- _Task requirements_
Print the data that follows, exactly and completely.

- _Data extract_
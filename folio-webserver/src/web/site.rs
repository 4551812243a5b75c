use folio_core::usecases::{self, SitemapEntry};
use maud::{html, Markup, PreEscaped};
use rocket::{get, http::ContentType, routes, Route, State};

use super::{api::load_posts, guards::Blog, Cfg};

pub fn routes() -> Vec<Route> {
    routes![get_robots_txt, get_sitemap_xml]
}

#[get("/robots.txt")]
pub fn get_robots_txt(cfg: &State<Cfg>) -> (ContentType, String) {
    (ContentType::Plain, robots_txt(cfg))
}

/// Lists the static pages and all public posts.
///
/// If the posts cannot be loaded only the static pages are listed.
#[get("/sitemap.xml")]
pub async fn get_sitemap_xml(cfg: &State<Cfg>, blog: &State<Blog>) -> (ContentType, String) {
    let posts = match load_posts(cfg, blog).await {
        Ok(posts) => posts.unwrap_or_default(),
        Err(err) => {
            log::warn!("Sitemap without posts: {err}");
            vec![]
        }
    };
    let entries = usecases::sitemap_entries(&cfg.site_url, &posts);
    (ContentType::XML, sitemap_xml(&entries))
}

fn robots_txt(cfg: &Cfg) -> String {
    let base = cfg.site_url.as_str().trim_end_matches('/');
    format!("User-agent: *\nAllow: /\n\nSitemap: {base}/sitemap.xml\n")
}

const XML_DECLARATION: &str = r#"<?xml version="1.0" encoding="UTF-8"?>"#;
const SITEMAP_NAMESPACE: &str = "http://www.sitemaps.org/schemas/sitemap/0.9";

fn sitemap_xml(entries: &[SitemapEntry]) -> String {
    let markup: Markup = html! {
        (PreEscaped(XML_DECLARATION))
        urlset xmlns=(SITEMAP_NAMESPACE) {
            @for entry in entries {
                url {
                    loc { (entry.loc) }
                    @if let Some(lastmod) = entry.lastmod {
                        lastmod { (lastmod.format_date()) }
                    }
                }
            }
        }
    };
    markup.into_string()
}
use std::{collections::HashMap, time::Duration};

use folio_boundary::TagFrequency;
use parking_lot::RwLock;
use time::OffsetDateTime;

type Cache = HashMap<String, (OffsetDateTime, Vec<TagFrequency>)>;

/// The public tags per blog account.
pub struct PopularTagsCache(RwLock<Cache>);

impl PopularTagsCache {
    pub fn new() -> Self {
        Self(RwLock::new(HashMap::new()))
    }

    pub fn most_popular_tags(&self, account: &str, max_cache_age: Duration) -> Option<Vec<TagFrequency>> {
        let (created_at, data) = self.0.read().get(account).cloned()?;
        let age_in_seconds = (OffsetDateTime::now_utc() - created_at).whole_seconds();
        if age_in_seconds < max_cache_age.as_secs() as i64 {
            Some(data)
        } else {
            None
        }
    }

    pub fn update(&self, account: &str, tags: Vec<TagFrequency>) {
        self.0
            .write()
            .insert(account.to_owned(), (OffsetDateTime::now_utc(), tags));
    }
}
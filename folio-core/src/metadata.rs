//! Tolerant reading of the metadata blob attached to posts.

use folio_entities::post::{Post, PostMetadata};
use serde_json::Value;

pub fn parse_metadata(json_metadata: &str) -> Result<PostMetadata, serde_json::Error> {
    let value: Value = serde_json::from_str(json_metadata)?;
    Ok(PostMetadata {
        tags: string_list(&value, "tags"),
        images: string_list(&value, "image"),
    })
}

/// Like [`parse_metadata`] but treats malformed metadata as empty.
pub fn post_metadata_or_default(post: &Post) -> PostMetadata {
    parse_metadata(&post.json_metadata).unwrap_or_else(|err| {
        log::debug!(
            "Ignoring malformed metadata of post '{}': {err}",
            post.permlink
        );
        PostMetadata::default()
    })
}

fn string_list(value: &Value, key: &str) -> Vec<String> {
    value
        .get(key)
        .and_then(Value::as_array)
        .map(|items| {
            items
                .iter()
                .filter_map(Value::as_str)
                .map(ToOwned::to_owned)
                .collect()
        })
        .unwrap_or_default()
}

#[cfg(test)]
mod tests {
    use super::*;

    #[test]
    fn read_tags_and_images() {
        let meta =
            parse_metadata(r#"{"tags":["a","b"],"image":["https://x/1.jpg"],"app":"x"}"#).unwrap();
        assert_eq!(meta.tags, vec!["a", "b"]);
        assert_eq!(meta.images, vec!["https://x/1.jpg"]);
    }

    #[test]
    fn reject_invalid_json() {
        assert!(parse_metadata("not valid json").is_err());
        assert!(parse_metadata("").is_err());
    }

    #[test]
    fn ignore_mistyped_fields() {
        let meta = parse_metadata(r#"{"tags":"not-an-array","image":42}"#).unwrap();
        assert!(meta.tags.is_empty());
        assert!(meta.images.is_empty());
    }

    #[test]
    fn ignore_non_string_tags() {
        let meta = parse_metadata(r#"{"tags":["a",1,null,{"b":2},"c"]}"#).unwrap();
        assert_eq!(meta.tags, vec!["a", "c"]);
    }

    #[test]
    fn accept_non_object_json() {
        assert_eq!(parse_metadata("[1,2]").unwrap(), PostMetadata::default());
        assert_eq!(parse_metadata(r#""tags""#).unwrap(), PostMetadata::default());
        assert_eq!(parse_metadata("null").unwrap(), PostMetadata::default());
    }
}
/// Number of recorded visits of a single page.
#[derive(Debug, Clone, Eq, PartialEq)]
pub struct VisitCount {
    pub page: String,
    pub count: u64,
}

- _Exercise result_
filename folio-webserver/src/web/site.rs
repository 4551812243a5b75c
use folio_core::usecases::{self, SitemapEntry};
use maud::{html, Markup, PreEscaped};
use rocket::{get, http::ContentType, routes, Route, State};

use super::{api::load_posts, guards::Blog, Cfg};

pub fn routes() -> Vec<Route> {
    routes![get_robots_txt, get_sitemap_xml]
}

#[get("/robots.txt")]
pub fn get_robots_txt(cfg: &State<Cfg>) -> (ContentType, String) {
    (ContentType::Plain, robots_txt(cfg))
}

/// Lists the static pages and all public posts.
///
/// If the posts cannot be loaded only the static pages are listed.
#[get("/sitemap.xml")]
pub async fn get_sitemap_xml(cfg: &State<Cfg>, blog: &State<Blog>) -> (ContentType, String) {
    let posts = match load_posts(cfg, blog).await {
        Ok(posts) => posts.unwrap_or_default(),
        Err(err) => {
            log::warn!("Sitemap without posts: {err}");
            vec![]
        }
    };
    let entries = usecases::sitemap_entries(&cfg.site_url, &posts);
    (ContentType::XML, sitemap_xml(&entries))
}

fn robots_txt(cfg: &Cfg) -> String {
    let base = cfg.site_url.as_str().trim_end_matches('/');
    format!("User-agent: *\nAllow: /\n\nSitemap: {base}/sitemap.xml\n")
}

const XML_DECLARATION: &str = r#"<?xml version="1.0" encoding="UTF-8"?>"#;
const SITEMAP_NAMESPACE: &str = "http://www.sitemaps.org/schemas/sitemap/0.9";

fn sitemap_xml(entries: &[SitemapEntry]) -> String {
    let markup: Markup = html! {
        (PreEscaped(XML_DECLARATION))
        urlset xmlns=(SITEMAP_NAMESPACE) {
            @for entry in entries {
                url {
                    loc { (entry.loc) }
                    @if let Some(lastmod) = entry.lastmod {
                        lastmod { (lastmod.format_date()) }
                    }
                }
            }
        }
    };
    markup.into_string()
}
use std::{collections::HashMap, time::Duration};

use folio_boundary::TagFrequency;
use parking_lot::RwLock;
use time::OffsetDateTime;

type Cache = HashMap<String, (OffsetDateTime, Vec<TagFrequency>)>;

/// The public tags per blog account.
pub struct PopularTagsCache(RwLock<Cache>);

impl PopularTagsCache {
    pub fn new() -> Self {
        Self(RwLock::new(HashMap::new()))
    }

    pub fn most_popular_tags(&self, account: &str, max_cache_age: Duration) -> Option<Vec<TagFrequency>> {
        let (created_at, data) = self.0.read().get(account).cloned()?;
        let age_in_seconds = (OffsetDateTime::now_utc() - created_at).whole_seconds();
        if age_in_seconds < max_cache_age.as_secs() as i64 {
            Some(data)
        } else {
            None
        }
    }

    pub fn update(&self, account: &str, tags: Vec<TagFrequency>) {
        self.0
            .write()
            .insert(account.to_owned(), (OffsetDateTime::now_utc(), tags));
    }
}
filename folio-core/src/metadata.rs
//! Tolerant reading of the metadata blob attached to posts.

use folio_entities::post::{Post, PostMetadata};
use serde_json::Value;

pub fn parse_metadata(json_metadata: &str) -> Result<PostMetadata, serde_json::Error> {
    let value: Value = serde_json::from_str(json_metadata)?;
    Ok(PostMetadata {
        tags: string_list(&value, "tags"),
        images: string_list(&value, "image"),
    })
}

/// Like [`parse_metadata`] but treats malformed metadata as empty.
pub fn post_metadata_or_default(post: &Post) -> PostMetadata {
    parse_metadata(&post.json_metadata).unwrap_or_else(|err| {
        log::debug!(
            "Ignoring malformed metadata of post '{}': {err}",
            post.permlink
        );
        PostMetadata::default()
    })
}

fn string_list(value: &Value, key: &str) -> Vec<String> {
    value
        .get(key)
        .and_then(Value::as_array)
        .map(|items| {
            items
                .iter()
                .filter_map(Value::as_str)
                .map(ToOwned::to_owned)
                .collect()
        })
        .unwrap_or_default()
}

#[cfg(test)]
mod tests {
    use super::*;

    #[test]
    fn read_tags_and_images() {
        let meta =
            parse_metadata(r#"{"tags":["a","b"],"image":["https://x/1.jpg"],"app":"x"}"#).unwrap();
        assert_eq!(meta.tags, vec!["a", "b"]);
        assert_eq!(meta.images, vec!["https://x/1.jpg"]);
    }

    #[test]
    fn reject_invalid_json() {
        assert!(parse_metadata("not valid json").is_err());
        assert!(parse_metadata("").is_err());
    }

    #[test]
    fn ignore_mistyped_fields() {
        let meta = parse_metadata(r#"{"tags":"not-an-array","image":42}"#).unwrap();
        assert!(meta.tags.is_empty());
        assert!(meta.images.is_empty());
    }

    #[test]
    fn ignore_non_string_tags() {
        let meta = parse_metadata(r#"{"tags":["a",1,null,{"b":2},"c"]}"#).unwrap();
        assert_eq!(meta.tags, vec!["a", "c"]);
    }

    #[test]
    fn accept_non_object_json() {
        assert_eq!(parse_metadata("[1,2]").unwrap(), PostMetadata::default());
        assert_eq!(parse_metadata(r#""tags""#).unwrap(), PostMetadata::default());
        assert_eq!(parse_metadata("null").unwrap(), PostMetadata::default());
    }
}
/// Number of recorded visits of a single page.
#[derive(Debug, Clone, Eq, PartialEq)]
pub struct VisitCount {
    pub page: String,
    pub count: u64,
}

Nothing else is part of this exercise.